### Task to carry out
Where a line in the records below includes "struct", pull that line out.
Task inputs Start Marker
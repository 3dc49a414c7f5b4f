//! Server configuration

use std::net::SocketAddr;
use std::time::Duration;

/// Default HTTP port
pub const DEFAULT_PORT: u16 = 8080;

/// Server configuration options
#[derive(Debug, Clone)]
pub struct ServerConfig {
    /// Address to bind to
    pub bind_addr: SocketAddr,

    /// Interval between SSE keep-alive comments
    pub keep_alive_interval: Duration,

    /// Longest accepted poll question, in characters
    pub max_question_len: usize,

    /// Most options a single poll may have
    pub max_options: usize,
}

impl Default for ServerConfig {
    fn default() -> Self {
        Self {
            bind_addr: SocketAddr::from(([0, 0, 0, 0], DEFAULT_PORT)),
            keep_alive_interval: Duration::from_secs(15),
            max_question_len: 500,
            max_options: 20,
        }
    }
}

impl ServerConfig {
    /// Create a new config with custom bind address
    pub fn with_addr(addr: SocketAddr) -> Self {
        Self {
            bind_addr: addr,
            ..Default::default()
        }
    }

    /// Set the bind address
    pub fn bind(mut self, addr: SocketAddr) -> Self {
        self.bind_addr = addr;
        self
    }

    /// Set the SSE keep-alive interval
    pub fn keep_alive_interval(mut self, interval: Duration) -> Self {
        self.keep_alive_interval = interval;
        self
    }

    /// Set the maximum question length
    pub fn max_question_len(mut self, len: usize) -> Self {
        self.max_question_len = len;
        self
    }

    /// Set the maximum number of options (at least 2)
    pub fn max_options(mut self, max: usize) -> Self {
        self.max_options = max.max(2);
        self
    }
}
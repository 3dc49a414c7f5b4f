//! Per-key publish/subscribe for live poll updates
//!
//! Each listener owns a bounded `mpsc` buffer. Broadcasting walks the
//! listeners registered under a key and uses `try_send`, so a slow listener
//! loses messages instead of stalling the voter or other listeners.
//!
//! ```text
//!                         Notifier (Arc<Registry>)
//!                 ┌────────────────────────────────────┐
//!                 │ listeners: RwLock<HashMap<Key,     │
//!                 │   HashMap<ListenerId, mpsc::Tx>>>  │
//!                 └─────────────────┬──────────────────┘
//!                                   │ try_send(Bytes)
//!         ┌─────────────────────────┼─────────────────────────┐
//!         ▼                         ▼                         ▼
//!   [Subscription]            [Subscription]            [Subscription]
//!   rx.recv() ──► SSE         rx.recv() ──► SSE         (full: dropped)
//! ```
//!
//! # Zero-Copy Design
//!
//! The payload is a `bytes::Bytes`, so one serialized snapshot is shared by
//! all listeners; each `try_send` only bumps a reference count.
//!
//! The registry lock is separate from the repository lock and is never held
//! across an await point.

pub mod config;
pub mod registry;
pub mod subscription;

pub use config::NotifierConfig;
pub use registry::{BroadcastOutcome, Notifier};
pub use subscription::{ListenerId, Subscription};
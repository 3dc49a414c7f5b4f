//! Poll and option value types
//!
//! A `Poll` handed out by the repository is always an owned snapshot. Cloning
//! deep-copies the option vector, so a caller mutating its copy can never
//! reach the stored record.

use chrono::{DateTime, Utc};
use serde::{Deserialize, Serialize};

/// A single voting option
#[derive(Debug, Clone, PartialEq, Eq, Serialize, Deserialize)]
pub struct PollOption {
    /// Identifier, unique within the owning poll
    pub id: String,
    /// Display text
    pub text: String,
    /// Number of votes cast for this option
    pub votes: u64,
}

impl PollOption {
    /// Create an option with no votes
    pub fn new(id: impl Into<String>, text: impl Into<String>) -> Self {
        Self {
            id: id.into(),
            text: text.into(),
            votes: 0,
        }
    }

    /// Set an initial vote count (used when seeding)
    pub fn with_votes(mut self, votes: u64) -> Self {
        self.votes = votes;
        self
    }
}

/// A voting poll with an ordered set of options
#[derive(Debug, Clone, PartialEq, Serialize, Deserialize)]
pub struct Poll {
    /// Opaque unique identifier
    pub id: String,
    /// The question being asked
    pub question: String,
    /// Options in insertion order
    pub options: Vec<PollOption>,
    /// When the poll was stored
    pub created_at: DateTime<Utc>,
    /// When voting closes (`None` = never)
    #[serde(default, skip_serializing_if = "Option::is_none")]
    pub expires_at: Option<DateTime<Utc>>,
}

impl Poll {
    /// Sum of all option vote counts
    pub fn total_votes(&self) -> u64 {
        self.options.iter().map(|opt| opt.votes).sum()
    }

    /// Percentage of the total held by `option_id`
    ///
    /// Returns 0 when no votes have been cast or the option is unknown.
    pub fn vote_percentage(&self, option_id: &str) -> f64 {
        let total = self.total_votes();
        if total == 0 {
            return 0.0;
        }

        self.option(option_id)
            .map(|opt| opt.votes as f64 / total as f64 * 100.0)
            .unwrap_or(0.0)
    }

    /// Look up an option by id
    pub fn option(&self, option_id: &str) -> Option<&PollOption> {
        self.options.iter().find(|opt| opt.id == option_id)
    }

    /// Check whether the poll has expired as of now
    pub fn is_expired(&self) -> bool {
        self.is_expired_at(Utc::now())
    }

    /// Check whether the poll has expired as of `now`
    pub fn is_expired_at(&self, now: DateTime<Utc>) -> bool {
        match self.expires_at {
            Some(expires_at) => now > expires_at,
            None => false,
        }
    }
}

/// Input to `PollRepository::create`
///
/// The repository assigns the creation timestamp, and an id when `id` is
/// `None`.
#[derive(Debug, Clone, Default)]
pub struct PollDraft {
    /// Preassigned identifier
    pub id: Option<String>,
    /// The question being asked
    pub question: String,
    /// Options in display order
    pub options: Vec<PollOption>,
    /// When voting closes
    pub expires_at: Option<DateTime<Utc>>,
}

impl PollDraft {
    /// Create a draft with the given question and options
    pub fn new(question: impl Into<String>, options: Vec<PollOption>) -> Self {
        Self {
            id: None,
            question: question.into(),
            options,
            expires_at: None,
        }
    }

    /// Use a fixed identifier instead of a generated one
    pub fn with_id(mut self, id: impl Into<String>) -> Self {
        self.id = Some(id.into());
        self
    }

    /// Close voting at `expires_at`
    pub fn expires_at(mut self, expires_at: DateTime<Utc>) -> Self {
        self.expires_at = Some(expires_at);
        self
    }
}

#[cfg(test)]
mod tests {
    use chrono::Duration;

    use super::*;

    fn poll_with_votes(a: u64, b: u64) -> Poll {
        Poll {
            id: "p1".into(),
            question: "Tabs or spaces?".into(),
            options: vec![
                PollOption::new("a", "Tabs").with_votes(a),
                PollOption::new("b", "Spaces").with_votes(b),
            ],
            created_at: Utc::now(),
            expires_at: None,
        }
    }

    #[test]
    fn test_total_votes() {
        assert_eq!(poll_with_votes(0, 0).total_votes(), 0);
        assert_eq!(poll_with_votes(3, 4).total_votes(), 7);
    }

    #[test]
    fn test_percentage_zero_total() {
        let poll = poll_with_votes(0, 0);
        assert_eq!(poll.vote_percentage("a"), 0.0);
        assert_eq!(poll.vote_percentage("b"), 0.0);
    }

    #[test]
    fn test_percentage_split() {
        let poll = poll_with_votes(25, 75);
        assert!((poll.vote_percentage("a") - 25.0).abs() < 1e-9);
        assert!((poll.vote_percentage("b") - 75.0).abs() < 1e-9);
    }

    #[test]
    fn test_percentages_sum_to_hundred() {
        let mut poll = poll_with_votes(1, 1);
        poll.options.push(PollOption::new("c", "Both").with_votes(1));

        let sum: f64 = poll
            .options
            .iter()
            .map(|opt| poll.vote_percentage(&opt.id))
            .sum();
        assert!((sum - 100.0).abs() < 1e-9);
    }

    #[test]
    fn test_percentage_unknown_option() {
        let poll = poll_with_votes(5, 5);
        assert_eq!(poll.vote_percentage("missing"), 0.0);
    }

    #[test]
    fn test_expiry() {
        let mut poll = poll_with_votes(0, 0);
        assert!(!poll.is_expired());

        poll.expires_at = Some(Utc::now() - Duration::hours(1));
        assert!(poll.is_expired());

        poll.expires_at = Some(Utc::now() + Duration::hours(1));
        assert!(!poll.is_expired());
    }

    #[test]
    fn test_expiry_boundary() {
        let now = Utc::now();
        let mut poll = poll_with_votes(0, 0);
        poll.expires_at = Some(now);

        // Still open at the exact expiry instant
        assert!(!poll.is_expired_at(now));
        assert!(poll.is_expired_at(now + Duration::milliseconds(1)));
    }

    #[test]
    fn test_serialized_schema() {
        let poll = poll_with_votes(2, 0);
        let json: serde_json::Value = serde_json::to_value(&poll).unwrap();

        assert_eq!(json["id"], "p1");
        assert_eq!(json["options"][0]["id"], "a");
        assert_eq!(json["options"][0]["text"], "Tabs");
        assert_eq!(json["options"][0]["votes"], 2);
        assert!(json.get("created_at").is_some());
        assert!(json.get("expires_at").is_none());
    }

    #[test]
    fn test_serialized_expiry_present() {
        let mut poll = poll_with_votes(0, 0);
        poll.expires_at = Some(Utc::now());

        let json: serde_json::Value = serde_json::to_value(&poll).unwrap();
        assert!(json["expires_at"].is_string());
    }
}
Task inputs End Marker
### Result of the task
pub struct ServerConfig {
pub struct PollOption {
pub struct Poll {
pub struct PollDraft {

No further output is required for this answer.